Material for this task -
+ + + + + + +
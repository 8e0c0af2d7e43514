use std::{
    fmt, io,
    path::{Path, PathBuf},
};

use log::warn;

/// Where the pipeline reads its inputs from and writes its outputs to.
#[derive(Debug, Clone)]
pub struct Layout {
    /// Holds `Dockerfile`, `scripts/` and `tests/cases/`.
    pub project_dir: PathBuf,
    /// Upstream release archives, of which the `*.tgz` files are packaged.
    pub releases_dir: PathBuf,
    pub build_dir: PathBuf,
}

impl Layout {
    pub fn new(project_dir: PathBuf, releases_dir: PathBuf, build_dir: PathBuf) -> Self {
        Self {
            project_dir,
            releases_dir,
            build_dir,
        }
    }

    pub fn dockerfile(&self) -> PathBuf {
        self.project_dir.join("Dockerfile")
    }

    pub fn scripts_dir(&self) -> PathBuf {
        self.project_dir.join("scripts")
    }

    pub fn test_cases_dir(&self) -> PathBuf {
        self.project_dir.join("tests").join("cases")
    }

    pub fn archive_path(&self) -> PathBuf {
        self.build_dir.join("solr-docker.tgz")
    }

    pub fn image_id_file(&self) -> PathBuf {
        self.build_dir.join("image-id")
    }

    pub fn test_output_dir(&self) -> PathBuf {
        self.build_dir.join("tmp").join("tests")
    }

    pub fn state_file(&self) -> PathBuf {
        self.build_dir.join("task-state.json")
    }
}

#[derive(Debug, Clone, Copy, PartialEq, Eq)]
pub enum InputKind {
    File,
    Directory,
}

/// A required input path is absent. Always fatal.
#[derive(Debug)]
pub struct MissingInput {
    pub kind: InputKind,
    pub path: PathBuf,
    pub hint: Option<&'static str>,
}

impl MissingInput {
    pub fn with_hint(mut self, hint: &'static str) -> Self {
        self.hint = Some(hint);
        self
    }
}

impl fmt::Display for MissingInput {
    fn fmt(&self, f: &mut fmt::Formatter<'_>) -> fmt::Result {
        let kind = match self.kind {
            InputKind::File => "file",
            InputKind::Directory => "directory",
        };
        write!(f, "required {kind} {:?} does not exist", self.path)?;
        if let Some(hint) = self.hint {
            write!(f, ", {hint}")?;
        }
        Ok(())
    }
}

impl std::error::Error for MissingInput {}

fn require(path: &Path, kind: InputKind) -> Result<(), MissingInput> {
    let present = match kind {
        InputKind::File => path.is_file(),
        InputKind::Directory => path.is_dir(),
    };
    if present {
        Ok(())
    } else {
        Err(MissingInput {
            kind,
            path: path.to_owned(),
            hint: None,
        })
    }
}

pub fn require_file(path: &Path) -> Result<(), MissingInput> {
    require(path, InputKind::File)
}

pub fn require_dir(path: &Path) -> Result<(), MissingInput> {
    require(path, InputKind::Directory)
}

/// Returns all regular files below `root`, relative to `root`, in a stable order. Symbolic links
/// below `root` are not followed and left out.
pub fn files_under(root: &Path) -> io::Result<Vec<PathBuf>> {
    fn visit(root: &Path, dir: &Path, out: &mut Vec<PathBuf>) -> io::Result<()> {
        let mut entries = std::fs::read_dir(dir)?.collect::<io::Result<Vec<_>>>()?;
        entries.sort_by_key(|entry| entry.file_name());
        for entry in entries {
            let path = entry.path();
            let file_type = entry.file_type()?;
            if file_type.is_symlink() {
                warn!("skipping symbolic link {path:?}");
            } else if file_type.is_dir() {
                visit(root, &path, out)?;
            } else if file_type.is_file() {
                out.push(
                    path.strip_prefix(root)
                        .map_err(|error| io::Error::new(io::ErrorKind::Other, error))?
                        .to_owned(),
                );
            }
        }
        Ok(())
    }

    let mut out = Vec::new();
    visit(root, root, &mut out)?;
    Ok(out)
}

#[cfg(test)]
mod tests {
    use std::fs;

    use super::*;

    #[test]
    fn missing_inputs_are_reported_with_their_kind() {
        let dir = tempfile::tempdir().unwrap();
        let layout = Layout::new(
            dir.path().to_owned(),
            dir.path().join("releases"),
            dir.path().join("build"),
        );

        let error = require_file(&layout.dockerfile()).unwrap_err();
        assert_eq!(error.kind, InputKind::File);
        assert!(error.to_string().contains("required file"));

        let error = require_dir(&layout.scripts_dir())
            .unwrap_err()
            .with_hint("create it or pass --project-dir");
        assert_eq!(error.kind, InputKind::Directory);
        assert!(error.to_string().ends_with(", create it or pass --project-dir"));

        fs::write(layout.dockerfile(), "FROM scratch").unwrap();
        require_file(&layout.dockerfile()).unwrap();
        assert!(require_dir(&layout.dockerfile()).is_err());
    }

    #[test]
    fn files_under_is_sorted_and_recursive() {
        let dir = tempfile::tempdir().unwrap();
        fs::create_dir_all(dir.path().join("b/nested")).unwrap();
        fs::write(dir.path().join("c.sh"), "").unwrap();
        fs::write(dir.path().join("a.sh"), "").unwrap();
        fs::write(dir.path().join("b/nested/d.sh"), "").unwrap();

        assert_eq!(
            files_under(dir.path()).unwrap(),
            [
                PathBuf::from("a.sh"),
                PathBuf::from("b/nested/d.sh"),
                PathBuf::from("c.sh"),
            ]
        );
    }

    #[cfg(unix)]
    #[test]
    fn files_under_does_not_follow_symlinks() {
        let dir = tempfile::tempdir().unwrap();
        fs::write(dir.path().join("a.sh"), "").unwrap();
        std::os::unix::fs::symlink(".", dir.path().join("self")).unwrap();
        std::os::unix::fs::symlink("a.sh", dir.path().join("b.sh")).unwrap();

        assert_eq!(files_under(dir.path()).unwrap(), [PathBuf::from("a.sh")]);
    }
}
+ + + + + + +
Return each line from the material that includes the string "match".

        let kind = match self.kind {
    let present = match kind {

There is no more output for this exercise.